Furthermore, this process allows the tongue to fall back into the oropharynx, obstructing your breathing and causing frequent arousals. Terrance Davidson has a great article that I reference in my book, Sleep, Interrupted, on this topic. Here's another interesting reference on this topic from a speech development perspective.
I think the implications of these findings are enormous. What do you think? Please enter your comments below in the text box.

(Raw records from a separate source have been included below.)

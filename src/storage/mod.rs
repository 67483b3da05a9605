//! Project persistence

pub mod snapshot;

pub use snapshot::{
    SnapshotError, RecordHeader,
    encode_record, decode_record,
    compress, decompress,
    save_snapshot, load_snapshot,
    project_path, backup_path,
    RECORD_SIZE, HEADER_SIZE,
};
//! Dense 128³ voxel volume
//!
//! Each cell holds an 8-bit color index: 0 is empty, 1..=7 are system
//! colors and 8..=39 are user palette colors. Cells are stored X-fastest:
//! `index = z * 16384 + y * 128 + x`.

use crate::core::types::{IVec3, Vec3};
use crate::math::Aabb;

/// Cells per side of the volume
pub const GRID_SIZE: usize = 128;

/// Total number of cells
pub const GRID_CELLS: usize = GRID_SIZE * GRID_SIZE * GRID_SIZE;

/// Continuous bounds used for picking and traversal entry: every axis in
/// `[-0.5, 127.5]`, the outer faces of the border cells.
pub const BOUNDS_MIN: f32 = -0.5;
pub const BOUNDS_MAX: f32 = GRID_SIZE as f32 - 0.5;

/// Dense grid of color indices
#[derive(Clone, PartialEq, Eq)]
pub struct VoxelVolume {
    cells: Box<[u8]>,
}

impl VoxelVolume {
    /// Create an empty volume
    pub fn new() -> Self {
        Self {
            cells: vec![0u8; GRID_CELLS].into_boxed_slice(),
        }
    }

    /// Linear index of an in-range cell
    #[inline]
    pub fn index_of(x: usize, y: usize, z: usize) -> usize {
        z * GRID_SIZE * GRID_SIZE + y * GRID_SIZE + x
    }

    /// Inverse of [`Self::index_of`]
    #[inline]
    pub fn cell_of(index: usize) -> (usize, usize, usize) {
        let x = index % GRID_SIZE;
        let y = (index / GRID_SIZE) % GRID_SIZE;
        let z = index / (GRID_SIZE * GRID_SIZE);
        (x, y, z)
    }

    /// Whether an integer cell lies inside the grid
    #[inline]
    pub fn contains_cell(cell: IVec3) -> bool {
        let max = GRID_SIZE as i32;
        cell.x >= 0 && cell.x < max && cell.y >= 0 && cell.y < max && cell.z >= 0 && cell.z < max
    }

    /// Raw read. Panics on out-of-range coordinates like slice indexing.
    #[inline]
    pub fn get(&self, x: usize, y: usize, z: usize) -> u8 {
        self.cells[Self::index_of(x, y, z)]
    }

    /// Read a cell, `None` outside 0..=127 on any axis
    #[inline]
    pub fn get_checked(&self, cell: IVec3) -> Option<u8> {
        if Self::contains_cell(cell) {
            Some(self.get(cell.x as usize, cell.y as usize, cell.z as usize))
        } else {
            None
        }
    }

    /// Read with the linear index clamped into the backing store.
    ///
    /// Out-of-range coordinates alias onto some in-range cell; callers use
    /// this only for neighbor occlusion tests where that is acceptable.
    #[inline]
    pub fn get_clamped(&self, x: i32, y: i32, z: i32) -> u8 {
        let n = GRID_SIZE as i64;
        let index = z as i64 * n * n + y as i64 * n + x as i64;
        self.cells[index.clamp(0, GRID_CELLS as i64 - 1) as usize]
    }

    /// Unconditional write
    #[inline]
    pub fn set(&mut self, x: usize, y: usize, z: usize, index: u8) {
        self.cells[Self::index_of(x, y, z)] = index;
    }

    /// Write an integer cell; returns false and does nothing if out of range
    pub fn set_checked(&mut self, cell: IVec3, index: u8) -> bool {
        if Self::contains_cell(cell) {
            self.set(cell.x as usize, cell.y as usize, cell.z as usize, index);
            true
        } else {
            false
        }
    }

    /// Continuous bounds of the grid
    pub fn bounds() -> Aabb {
        Aabb::cube(BOUNDS_MIN, BOUNDS_MAX)
    }

    /// Whether a continuous position is within `[-0.5, 127.5]` on every axis
    #[inline]
    pub fn is_in_bounds(p: Vec3) -> bool {
        Self::bounds().contains_point(p)
    }

    /// Number of non-empty cells
    pub fn count_occupied(&self) -> usize {
        self.cells.iter().filter(|&&c| c != 0).count()
    }

    /// Clear every cell
    pub fn clear(&mut self) {
        self.cells.fill(0);
    }

    /// Backing bytes in index order
    pub fn as_bytes(&self) -> &[u8] {
        &self.cells
    }

    /// Build a volume from exactly [`GRID_CELLS`] bytes
    pub fn from_bytes(bytes: &[u8]) -> Option<Self> {
        if bytes.len() != GRID_CELLS {
            return None;
        }
        Some(Self {
            cells: bytes.to_vec().into_boxed_slice(),
        })
    }
}

impl Default for VoxelVolume {
    fn default() -> Self {
        Self::new()
    }
}

impl std::fmt::Debug for VoxelVolume {
    fn fmt(&self, f: &mut std::fmt::Formatter<'_>) -> std::fmt::Result {
        f.debug_struct("VoxelVolume")
            .field("occupied", &self.count_occupied())
            .finish()
    }
}
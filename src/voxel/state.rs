//! Player, camera and selection state

use crate::core::camera::View;
use crate::core::types::{IVec3, Vec3};
use crate::voxel::palette::FIRST_USER_INDEX;

/// Pitch range while free looking
pub const PITCH_RANGE: (f32, f32) = (0.1, 3.14);
/// Pitch range while pitch lock is on
pub const PITCH_RANGE_LOCKED: (f32, f32) = (0.03, 3.11);

/// Movement speed tiers selectable with keys 1..=7
pub const SPEED_TIERS: [f32; 7] = [9.3, 18.6, 37.2, 74.4, 148.8, 297.6, 595.2];

/// Cell adjacent to a picked face where a new voxel would go
#[derive(Clone, Copy, Debug, PartialEq, Eq)]
pub struct PlacementCandidate {
    pub cell: IVec3,
    /// False when the last face resolution was ambiguous
    pub valid: bool,
}

impl PlacementCandidate {
    pub const INVALID: Self = Self { cell: IVec3::ZERO, valid: false };
}

impl Default for PlacementCandidate {
    fn default() -> Self {
        Self::INVALID
    }
}

/// Editor state persisted alongside the volume.
///
/// `position` is stored negated: the eye sits at `-position`.
#[derive(Clone, Copy, Debug, PartialEq)]
pub struct EditorState {
    pub position: Vec3,
    pub candidate: PlacementCandidate,
    /// Mouse look sensitivity in radians per pixel
    pub sensitivity: f32,
    pub yaw: f32,
    pub pitch: f32,
    /// Selected color index
    pub selected: u8,
    /// Active movement speed
    pub speed: f32,
    pub speed_high: f32,
    pub speed_low: f32,
    pub pitch_lock: bool,
}

impl EditorState {
    pub const DEFAULT_SENSITIVITY: f32 = 0.003;

    /// Restore the default viewpoint and selection, keeping speed tiers
    pub fn reset(&mut self) {
        let speeds = (self.speed, self.speed_high, self.speed_low);
        *self = Self {
            speed: speeds.0,
            speed_high: speeds.1,
            speed_low: speeds.2,
            ..Self::default()
        };
    }

    /// Eye position in grid space
    pub fn eye(&self) -> Vec3 {
        -self.position
    }

    pub fn set_eye(&mut self, eye: Vec3) {
        self.position = -eye;
    }

    /// Current view basis
    pub fn view(&self) -> View {
        View::from_angles(self.yaw, self.pitch)
    }

    /// Look direction used for picking and movement.
    ///
    /// Under pitch lock the direction is flattened onto the horizontal plane.
    pub fn look_direction(&self) -> Vec3 {
        let mut look = self.view().forward;
        if self.pitch_lock {
            look.z = -0.001;
            look = look.normalize();
        }
        look
    }

    /// Clamp pitch into the range allowed by the current lock mode
    pub fn clamp_pitch(&mut self) {
        let (min, max) = if self.pitch_lock { PITCH_RANGE_LOCKED } else { PITCH_RANGE };
        self.pitch = self.pitch.clamp(min, max);
    }

    /// Apply a relative mouse motion in pixels
    pub fn apply_mouse_look(&mut self, dx: f32, dy: f32) {
        if dx == 0.0 && dy == 0.0 {
            return;
        }
        self.yaw -= dx * self.sensitivity;
        self.pitch -= dy * self.sensitivity;
        self.clamp_pitch();
    }

    /// Select speed tier 1..=7; the tier is stored into the high or low
    /// slot depending on `fast`. Out-of-range tiers are ignored.
    pub fn select_speed_tier(&mut self, tier: u8, fast: bool) {
        let Some(&speed) = SPEED_TIERS.get((tier as usize).wrapping_sub(1)) else {
            return;
        };
        self.speed = speed;
        if fast {
            self.speed_high = speed;
        } else {
            self.speed_low = speed;
        }
    }

    /// Switch between high and low speed; returns the new fast flag
    pub fn toggle_fast(&mut self, fast: bool) -> bool {
        let fast = !fast;
        self.speed = if fast { self.speed_high } else { self.speed_low };
        fast
    }

    /// Fast mode is derived from the active speed on load
    pub fn is_fast(&self) -> bool {
        self.speed == self.speed_high
    }
}

impl Default for EditorState {
    fn default() -> Self {
        Self {
            position: Vec3::new(-64.0, 130.0, -64.0),
            candidate: PlacementCandidate::INVALID,
            sensitivity: Self::DEFAULT_SENSITIVITY,
            yaw: 0.0,
            pitch: 1.57,
            selected: FIRST_USER_INDEX,
            speed: 37.2,
            speed_high: 74.4,
            speed_low: 37.2,
            pitch_lock: false,
        }
    }
}
//! Fixed-step picking march

use super::{MissReason, RayHit, Traversal, TraversalResult};
use crate::core::types::IVec3;
use crate::math::Ray;
use crate::voxel::volume::VoxelVolume;

/// Marches a ray in fixed increments and rounds each sample to a cell.
///
/// The direction is expected to be unit length. Samples outside
/// `[-0.5, 127.5]` are skipped rather than terminating the march, so a ray
/// starting outside the volume can still reach it within the step budget.
#[derive(Clone, Copy, Debug)]
pub struct PickingMarch {
    /// Advance per step as a fraction of the direction
    pub step: f32,
    pub max_steps: u32,
}

impl Default for PickingMarch {
    fn default() -> Self {
        Self {
            step: 1.0 / 64.0,
            max_steps: 8192,
        }
    }
}

impl Traversal for PickingMarch {
    fn trace(&self, volume: &VoxelVolume, ray: &Ray) -> TraversalResult {
        let increment = ray.direction * self.step;
        let mut sample = ray.origin;

        for i in 1..=self.max_steps {
            sample += increment;
            if !VoxelVolume::is_in_bounds(sample) {
                continue;
            }

            // f32::round rounds half away from zero
            let rounded = sample.round();
            let cell = IVec3::new(rounded.x as i32, rounded.y as i32, rounded.z as i32);
            match volume.get_checked(cell) {
                Some(color) if color != 0 => {
                    return TraversalResult::Hit(RayHit {
                        cell,
                        color,
                        position: sample,
                        offset: sample - rounded,
                        face: None,
                        shade: 1.0,
                        distance: i as f32 * increment.length(),
                    });
                }
                _ => {}
            }
        }

        TraversalResult::Miss(MissReason::Exhausted)
    }
}

#[cfg(test)]
mod tests {
    use super::*;
    use crate::core::types::Vec3;

    #[test]
    fn test_hit_from_above() {
        let mut volume = VoxelVolume::new();
        volume.set(64, 64, 64, 8);
        let ray = Ray::new(Vec3::new(64.0, 64.0, 100.0), Vec3::NEG_Z);

        let result = PickingMarch::default().trace(&volume, &ray);
        let hit = result.hit().copied().unwrap();
        assert_eq!(hit.cell, IVec3::new(64, 64, 64));
        assert_eq!(hit.color, 8);
        assert_eq!(hit.offset.x, 0.0);
        assert_eq!(hit.offset.y, 0.0);
        assert!((hit.offset.z - 0.484375).abs() < 1e-4);
    }

    #[test]
    fn test_miss_on_empty_volume() {
        let volume = VoxelVolume::new();
        let ray = Ray::new(Vec3::splat(64.0), Vec3::X);
        assert_eq!(
            PickingMarch::default().trace(&volume, &ray),
            TraversalResult::Miss(MissReason::Exhausted)
        );
    }

    #[test]
    fn test_reaches_volume_from_outside() {
        let mut volume = VoxelVolume::new();
        volume.set(0, 10, 10, 3);
        let ray = Ray::new(Vec3::new(-20.0, 10.0, 10.0), Vec3::X);
        let hit = PickingMarch::default().trace(&volume, &ray);
        assert_eq!(hit.hit().map(|h| h.cell), Some(IVec3::new(0, 10, 10)));
    }

    #[test]
    fn test_rounded_cell_past_grid_is_ignored() {
        let mut volume = VoxelVolume::new();
        volume.set(127, 5, 5, 9);
        // Travels along the +X face plane; samples round to x = 128 and must not alias
        let ray = Ray::new(Vec3::new(127.5, 5.0, 20.0), Vec3::NEG_Z);
        let result = PickingMarch { step: 1.0 / 64.0, max_steps: 2000 }.trace(&volume, &ray);
        assert!(!result.is_hit());
    }
}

Provent Nose Plugs for Sleep Apnea
January 14, 2010
I have to admit, the idea that you could treat sleep apnea with nose plugs was very interesting. Ventus Medical's Provent is a totally different type of sleep apnea treatment using adhesive plugs that works by making breathing out slightly more difficult through your nose. When you inhale, your breathing is normal, but as you exhale, a slight bit of resistance is created, creating a gentle amount of positive pressure downstream in the throat, preventing the tongue and soft palate from collapsing.
The scientific explanation is a little complicated (even for me), but the gist of it is that at the end of exhalation, that's when your throat muscles are most prone to collapse. So by slightly increasing the pressure, a stent-like effect is created, just like with CPAP.
Their study involved 28 people who used the device over 3 nights in the lab. On average, the AHI dropped about 50% (19.1 to 8.2) and after 30 days at home, it stayed low at 10.6. Other studies have also shown an average drop of about 50%. As expected, patents with severe sleep apnea didn't respond as well. You can find out more about the results at the companies' website.
Another study showed that 94% of patients continued using the device for a significant number of hours on a regular nightly basis.
Without a doubt, Provent does work to various degrees in various people. But just like every other new sleep apnea treatment option, it's not a "magic bullet" that cures sleep apnea for 100% of patients. Looking at the numbers, It seems like it's no better than other minimally invasive options (except that it's not invasive).
Practically speaking, I've had limited experience using this device in a handful of patients with mixed results. Some patients like it and others can't use it at all.
It's not covered by insurance yet, and it'll cost about $135 per month. They also have a rebate program for a 50% discount for the first few months. If you're interested in trying out Provent, an examination in the office is needed to make sure that you're a right candidate.